If you’re using Nginx, the most common setup is to combine it with a Python-based server like Gunicorn so that Nginx is acting as a proxy. Below is a copy of a simple Nginx configuration fragment making use of a gunicorn instance listening on localhost port 8000.

server {
    listen 80;

    index index.html index.htm index.php;
    access_log /var/log/nginx/paperless_access.log;
    error_log /var/log/nginx/paperless_error.log;

    location /static {

        autoindex on;
        alias <path-to-paperless-static-directory>;


    location / {

        proxy_set_header Host $http_host;
        proxy_set_header X-Real-IP $remote_addr;
        proxy_set_header X-Forwarded-For $proxy_add_x_forwarded_for;
        proxy_set_header X-Forwarded-Proto $scheme;


The gunicorn server can be started with the command:

$ <path-to-paperless-virtual-environment>/bin/gunicorn --pythonpath=<path-to-paperless>/src paperless.wsgi -w 2

Standard (Bare Metal + Systemd)

If you’re running on a bare metal system that’s using Systemd, you can use the service unit files in the scripts directory to set this up.

  1. You’ll need to create a group and user called paperless (without login)
  2. Setup Paperless to be in a place that this new user can read and write to.
  3. Ensure /etc/paperless is readable by the paperless user.
  4. Copy the service file from the scripts directory to /etc/systemd/system.
$ cp /path/to/paperless/scripts/paperless-consumer.service /etc/systemd/system/
$ cp /path/to/paperless/scripts/paperless-webserver.service /etc/systemd/system/
  1. Edit the service file to point the ExecStart line to the proper location of your paperless install, referencing the appropriate Python binary.

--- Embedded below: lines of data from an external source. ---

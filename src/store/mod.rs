//! Session storage for wizard drafts.

pub mod file;
pub mod memory;
pub mod traits;

pub use file::FileStorage;
pub use memory::MemoryStorage;
pub use traits::SessionStorage;
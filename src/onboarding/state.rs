//! Wizard steps and progress tracking.

use serde::{Deserialize, Serialize};

/// The pages of the onboarding wizard.
///
/// Progresses linearly: Entity → Role → Identity → Bank → Review →
/// Scheduling. Scheduling is client-only; the backend tracks steps 1–5.
#[derive(Debug, Clone, Copy, PartialEq, Eq, PartialOrd, Ord, Hash, Serialize, Deserialize)]
#[serde(into = "u8", try_from = "u8")]
pub enum WizardStep {
    Entity = 1,
    Role = 2,
    Identity = 3,
    Bank = 4,
    Review = 5,
    Scheduling = 6,
}

impl WizardStep {
    /// All steps in order.
    pub const ALL: [WizardStep; 6] = [
        Self::Entity,
        Self::Role,
        Self::Identity,
        Self::Bank,
        Self::Review,
        Self::Scheduling,
    ];

    /// Last step the backend knows about.
    pub const LAST_SERVER_STEP: WizardStep = WizardStep::Review;

    pub fn number(&self) -> u8 {
        *self as u8
    }

    pub fn from_number(n: u8) -> Option<Self> {
        Self::ALL.get(usize::from(n).checked_sub(1)?).copied()
    }

    /// Step number clamped into `lo..=hi`.
    pub fn clamped(n: u8, lo: WizardStep, hi: WizardStep) -> Self {
        let n = n.clamp(lo.number(), hi.number());
        // In range by construction.
        Self::from_number(n).unwrap_or(lo)
    }

    /// Get the next step in the linear progression, if any.
    pub fn next(&self) -> Option<WizardStep> {
        Self::from_number(self.number() + 1)
    }

    /// Whether the backend tracks this step.
    pub fn is_server_tracked(&self) -> bool {
        *self <= Self::LAST_SERVER_STEP
    }

    /// Whether this step holds one of the four drafts.
    pub fn has_draft(&self) -> bool {
        self.number() <= 4
    }
}

impl From<WizardStep> for u8 {
    fn from(step: WizardStep) -> u8 {
        step.number()
    }
}

impl TryFrom<u8> for WizardStep {
    type Error = String;

    fn try_from(n: u8) -> Result<Self, Self::Error> {
        Self::from_number(n).ok_or_else(|| format!("invalid wizard step {n}"))
    }
}

impl std::fmt::Display for WizardStep {
    fn fmt(&self, f: &mut std::fmt::Formatter<'_>) -> std::fmt::Result {
        let s = match self {
            Self::Entity => "entity",
            Self::Role => "role",
            Self::Identity => "identity",
            Self::Bank => "bank",
            Self::Review => "review",
            Self::Scheduling => "scheduling",
        };
        write!(f, "{s}")
    }
}

/// Where the user is and how far they have linearly completed.
#[derive(Debug, Clone, Copy, PartialEq, Eq, Serialize, Deserialize)]
pub struct ProgressState {
    pub current_step: WizardStep,
    /// High-water mark of completed steps. Never decreases within a session.
    pub completed_through: u8,
}

impl Default for ProgressState {
    fn default() -> Self {
        Self {
            current_step: WizardStep::Entity,
            completed_through: 0,
        }
    }
}

impl ProgressState {
    /// Mark a step as visited: raises `completed_through` to at least `n - 1`.
    pub fn touch_step(&mut self, step: WizardStep) {
        self.raise_to(step.number() - 1);
    }

    /// Mark a step as completed: raises `completed_through` to at least `n`.
    pub fn mark_step_complete(&mut self, step: WizardStep) {
        self.raise_to(step.number());
    }

    /// Monotonic raise of the high-water mark.
    pub fn raise_to(&mut self, completed: u8) {
        self.completed_through = self.completed_through.max(completed);
    }

    /// Whether the content of `step` may be edited.
    pub fn can_edit(&self, step: WizardStep) -> bool {
        self.completed_through >= step.number() - 1
    }

    /// The first step not yet completed.
    pub fn first_incomplete(&self) -> WizardStep {
        WizardStep::clamped(
            self.completed_through.saturating_add(1),
            WizardStep::Entity,
            WizardStep::Scheduling,
        )
    }
}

For example: ExecStart=/path/to/python3 /path/to/paperless/src/ document_consumer.
  2. Start and enable (so they start on boot) the services.
$ systemctl enable paperless-consumer
$ systemctl enable paperless-webserver
$ systemctl start paperless-consumer
$ systemctl start paperless-webserver

Standard (Bare Metal + Upstart)

Ubuntu 14.04 and earlier use the Upstart init system to start services during the boot process. To configure Upstart to run Paperless automatically after restarting your system:

  1. Change to the directory where Upstart’s configuration files are kept: cd /etc/init

  2. Create a new file: sudo nano paperless-server.conf

  3. In the newly-created file enter:

    start on (local-filesystems and net-device-up IFACE=eth0)
    stop on shutdown
    respawn limit 10 5
      exec <path to paperless virtual environment>/bin/gunicorn --pythonpath=<path to parperless>/src paperless.wsgi -w 2
    end script

    Note that you’ll need to replace /srv/paperless/src/ with the path to the script in your installation directory.

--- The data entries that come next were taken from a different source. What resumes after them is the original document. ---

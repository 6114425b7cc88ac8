//! Step guard: where a wizard page should send the user instead.

use serde::Serialize;

use super::model::OnboardingState;
use super::state::WizardStep;

/// A routing target outside the current page.
#[derive(Debug, Clone, Copy, PartialEq, Eq, Serialize)]
#[serde(tag = "kind", content = "step", rename_all = "snake_case")]
pub enum Route {
    Step(WizardStep),
    /// The pending-verification screen.
    Pending,
    Dashboard,
}

/// Decide whether a request for `requested` must be redirected.
///
/// Returns `None` when the requested page may render. Evaluated in order:
/// a verified account always goes to the dashboard, a pending call forces
/// the scheduling step, a pending review shows the pending screen, and a
/// step ahead of `completed_through + 1` falls back to the first incomplete
/// step.
pub fn guard(
    completed_through: u8,
    requested: WizardStep,
    server_state: Option<OnboardingState>,
) -> Option<Route> {
    match server_state {
        Some(OnboardingState::Verified) => return Some(Route::Dashboard),
        Some(OnboardingState::PendingCall) => {
            return (requested != WizardStep::Scheduling)
                .then_some(Route::Step(WizardStep::Scheduling));
        }
        Some(OnboardingState::PendingReview) => return Some(Route::Pending),
        _ => {}
    }

    let first_incomplete = WizardStep::clamped(
        completed_through.saturating_add(1),
        WizardStep::Entity,
        WizardStep::Scheduling,
    );

    if requested == WizardStep::Review && completed_through < WizardStep::Bank.number() {
        return Some(Route::Step(first_incomplete));
    }

    if completed_through < requested.number() - 1 {
        return Some(Route::Step(first_incomplete));
    }

    None
}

If you are using a network interface other than eth0, you will have to change IFACE=eth0. For example, if you are connected via WiFi, you will likely need to replace eth0 above with wlan0. To see all interfaces, run ifconfig -a.

Save the file.

  1. Create a new file: sudo nano paperless-consumer.conf

  2. In the newly-created file enter:

    start on (local-filesystems and net-device-up IFACE=eth0)
    stop on shutdown
    respawn limit 10 5
      exec <path to paperless virtual environment>/bin/python <path to parperless>/ document_consumer
    end script
Replace the path placeholder and eth0 with the appropriate value and save the file.

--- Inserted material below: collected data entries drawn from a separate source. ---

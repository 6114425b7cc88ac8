//! HTTP client for the Aplite backend.

use async_trait::async_trait;
use reqwest::multipart::{Form, Part};
use reqwest::{Method, RequestBuilder, Response};
use secrecy::{ExposeSecret, SecretString};
use serde::de::DeserializeOwned;
use tracing::{debug, warn};
use uuid::Uuid;

use super::types::*;
use super::{AdminApi, DirectoryApi, OnboardingApi};
use crate::config::AppConfig;
use crate::error::ApiError;
use crate::onboarding::model::{FormationDocType, LocalFile, OnboardingState};

/// Header carrying the admin key on review endpoints.
const ADMIN_KEY_HEADER: &str = "X-Admin-Key";

/// Backend client: one per process, cheap to share behind an `Arc`.
pub struct ApliteClient {
    base_url: String,
    token: Option<SecretString>,
    admin_key: Option<SecretString>,
    client: reqwest::Client,
}

impl ApliteClient {
    /// Build a client from configuration.
    pub fn new(config: &AppConfig) -> Result<Self, ApiError> {
        let client = reqwest::Client::builder()
            .timeout(config.request_timeout)
            .build()
            .map_err(|e| ApiError::RequestFailed {
                endpoint: config.api_url.clone(),
                reason: format!("Failed to build HTTP client: {e}"),
            })?;
        Ok(Self {
            base_url: config.api_url.trim_end_matches('/').to_string(),
            token: config.api_token.clone(),
            admin_key: config.admin_key.clone(),
            client,
        })
    }

    /// Client with default settings pointed at `base_url`.
    pub fn with_base_url(base_url: impl Into<String>) -> Self {
        let base_url: String = base_url.into();
        Self {
            base_url: base_url.trim_end_matches('/').to_string(),
            token: None,
            admin_key: None,
            client: reqwest::Client::new(),
        }
    }

    pub fn with_token(mut self, token: SecretString) -> Self {
        self.token = Some(token);
        self
    }

    pub fn with_admin_key(mut self, admin_key: SecretString) -> Self {
        self.admin_key = Some(admin_key);
        self
    }

    fn url(&self, path: &str) -> String {
        format!("{}{path}", self.base_url)
    }

    fn user_request(&self, method: Method, path: &str) -> RequestBuilder {
        let request = self.client.request(method, self.url(path));
        match &self.token {
            Some(token) => request.bearer_auth(token.expose_secret()),
            None => request,
        }
    }

    fn admin_request(&self, method: Method, path: &str) -> Result<RequestBuilder, ApiError> {
        let key = self.admin_key.as_ref().ok_or(ApiError::MissingAdminKey)?;
        Ok(self
            .client
            .request(method, self.url(path))
            .header(ADMIN_KEY_HEADER, key.expose_secret()))
    }

    /// Send and turn non-2xx responses into `ApiError::Status`.
    async fn send(&self, endpoint: &str, request: RequestBuilder) -> Result<Response, ApiError> {
        let resp = request.send().await.map_err(|e| ApiError::RequestFailed {
            endpoint: endpoint.to_string(),
            reason: e.to_string(),
        })?;

        let status = resp.status();
        if status.is_success() {
            debug!(endpoint, status = status.as_u16(), "Backend request ok");
            return Ok(resp);
        }

        let body = resp.text().await.unwrap_or_default();
        let detail = error_detail(&body);
        warn!(endpoint, status = status.as_u16(), detail = %detail, "Backend request failed");
        Err(ApiError::Status {
            endpoint: endpoint.to_string(),
            status: status.as_u16(),
            detail,
        })
    }

    async fn send_json<T: DeserializeOwned>(
        &self,
        endpoint: &str,
        request: RequestBuilder,
    ) -> Result<T, ApiError> {
        let resp = self.send(endpoint, request).await?;
        resp.json::<T>()
            .await
            .map_err(|e| ApiError::InvalidResponse {
                endpoint: endpoint.to_string(),
                reason: e.to_string(),
            })
    }
}

/// Pull a readable message out of an error body.
///
/// The backend answers `{"detail": "..."}`, or `{"detail": [{"msg": ...}]}`
/// for validation failures.
pub fn error_detail(body: &str) -> String {
    let Ok(value) = serde_json::from_str::<serde_json::Value>(body) else {
        return body.trim().chars().take(200).collect();
    };
    match value.get("detail") {
        Some(serde_json::Value::String(s)) => s.clone(),
        Some(serde_json::Value::Array(items)) => items
            .iter()
            .filter_map(|item| item.get("msg").and_then(|m| m.as_str()))
            .collect::<Vec<_>>()
            .join("; "),
        _ => String::new(),
    }
}

fn file_part(file: &LocalFile) -> Result<Part, ApiError> {
    file.check_uploadable().map_err(ApiError::InvalidUpload)?;
    Part::bytes(file.bytes.clone())
        .file_name(file.file_name.clone())
        .mime_str(&file.content_type)
        .map_err(|e| ApiError::InvalidUpload(e.to_string()))
}

#[async_trait]
impl OnboardingApi for ApliteClient {
    async fn current_onboarding(&self) -> SessionLookup {
        let endpoint = "/onboarding/current";
        match self
            .send_json::<SessionSnapshot>(endpoint, self.user_request(Method::GET, endpoint))
            .await
        {
            Ok(snapshot) => SessionLookup::Found(snapshot),
            Err(ApiError::Status { status: 404, .. }) => SessionLookup::NoSession,
            Err(e) => SessionLookup::Transient(e.to_string()),
        }
    }

    async fn save_draft(&self, request: &DraftRequest) -> Result<DraftResponse, ApiError> {
        let endpoint = "/onboarding/draft";
        self.send_json(endpoint, self.user_request(Method::POST, endpoint).json(request))
            .await
    }

    async fn reset_onboarding(&self) -> Result<(), ApiError> {
        let endpoint = "/onboarding/reset";
        self.send(endpoint, self.user_request(Method::POST, endpoint))
            .await?;
        Ok(())
    }

    async fn upload_id_document(&self, file: &LocalFile) -> Result<UploadResponse, ApiError> {
        let endpoint = "/onboarding/upload-id";
        let form = Form::new().part("file", file_part(file)?);
        self.send_json(endpoint, self.user_request(Method::POST, endpoint).multipart(form))
            .await
    }

    async fn upload_formation_document(
        &self,
        file: &LocalFile,
        doc_type: FormationDocType,
    ) -> Result<UploadResponse, ApiError> {
        let endpoint = "/onboarding/upload-formation";
        let form = Form::new()
            .text("doc_type", doc_type.as_str())
            .part("file", file_part(file)?);
        self.send_json(endpoint, self.user_request(Method::POST, endpoint).multipart(form))
            .await
    }

    async fn complete_onboarding(
        &self,
        payload: &CompletePayload,
        id_file: Option<&LocalFile>,
    ) -> Result<CompleteResponse, ApiError> {
        let endpoint = "/onboarding/complete";
        let mut form = Form::new().text("data", serde_json::to_string(payload)?);
        if let Some(file) = id_file {
            form = form.part("file", file_part(file)?);
        }
        self.send_json(endpoint, self.user_request(Method::POST, endpoint).multipart(form))
            .await
    }

    async fn onboarding_status(&self) -> Result<OnboardingState, ApiError> {
        let endpoint = "/api/profile/details";
        let details: ProfileDetails = self
            .send_json(endpoint, self.user_request(Method::GET, endpoint))
            .await?;
        Ok(details.onboarding_status)
    }
}

#[async_trait]
impl AdminApi for ApliteClient {
    async fn list_queue(&self) -> Result<Vec<QueueItem>, ApiError> {
        let endpoint = "/api/admin/verification/queue";
        self.send_json(endpoint, self.admin_request(Method::GET, endpoint)?)
            .await
    }

    async fn session_detail(&self, session_id: Uuid) -> Result<SessionDetail, ApiError> {
        let endpoint = format!("/api/admin/verification/{session_id}");
        self.send_json(&endpoint, self.admin_request(Method::GET, &endpoint)?)
            .await
    }

    async fn approve(&self, session_id: Uuid) -> Result<ReviewDecision, ApiError> {
        let endpoint = format!("/api/admin/verification/{session_id}/approve");
        self.send_json(&endpoint, self.admin_request(Method::POST, &endpoint)?)
            .await
    }

    async fn reject(&self, session_id: Uuid, reason: &str) -> Result<ReviewDecision, ApiError> {
        let reason = reason.trim();
        if reason.is_empty() {
            return Err(ApiError::InvalidRequest(
                "Rejection reason required".to_string(),
            ));
        }
        let endpoint = format!("/api/admin/verification/{session_id}/reject");
        let body = serde_json::json!({ "reason": reason });
        self.send_json(
            &endpoint,
            self.admin_request(Method::POST, &endpoint)?.json(&body),
        )
        .await
    }

    async fn fetch_file(&self, file_id: &str) -> Result<FileDownload, ApiError> {
        if file_id.is_empty() || !file_id.chars().all(|c| c.is_ascii_alphanumeric() || c == '_') {
            return Err(ApiError::InvalidRequest(format!("Invalid file id {file_id:?}")));
        }
        let endpoint = format!("/api/admin/verification/file/{file_id}");
        let resp = self
            .send(&endpoint, self.admin_request(Method::GET, &endpoint)?)
            .await?;

        let headers = resp.headers();
        let content_type = headers
            .get(reqwest::header::CONTENT_TYPE)
            .and_then(|v| v.to_str().ok())
            .unwrap_or("application/octet-stream")
            .to_string();
        let filename = headers
            .get(reqwest::header::CONTENT_DISPOSITION)
            .and_then(|v| v.to_str().ok())
            .and_then(filename_from_disposition);

        let bytes = resp.bytes().await.map_err(|e| ApiError::InvalidResponse {
            endpoint: endpoint.clone(),
            reason: e.to_string(),
        })?;

        Ok(FileDownload {
            bytes: bytes.to_vec(),
            content_type,
            filename,
        })
    }
}

#[async_trait]
impl DirectoryApi for ApliteClient {
    async fn list_clients(&self, query: &ClientQuery) -> Result<Vec<PublicClient>, ApiError> {
        query.check().map_err(ApiError::InvalidRequest)?;
        let endpoint = "/api/public/clients";
        let request = self.client.get(self.url(endpoint)).query(query);
        self.send_json(endpoint, request).await
    }
}

/// `inline; filename="id.pdf"` → `id.pdf`.
fn filename_from_disposition(value: &str) -> Option<String> {
    value.split(';').find_map(|part| {
        let name = part.trim().strip_prefix("filename=")?;
        let name = name.trim_matches('"');
        (!name.is_empty()).then(|| name.to_string())
    })
}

These two configuration files together will start both the Paperless webserver and document consumer processes when the file system and network interface specified is available after boot. Furthermore, if either process ever exits unexpectedly, Upstart will try to restart it a maximum of 10 times within a 5 second period.


If you’re using Docker, you can set a restart-policy in the docker-compose.yml to have the containers automatically start with the Docker daemon.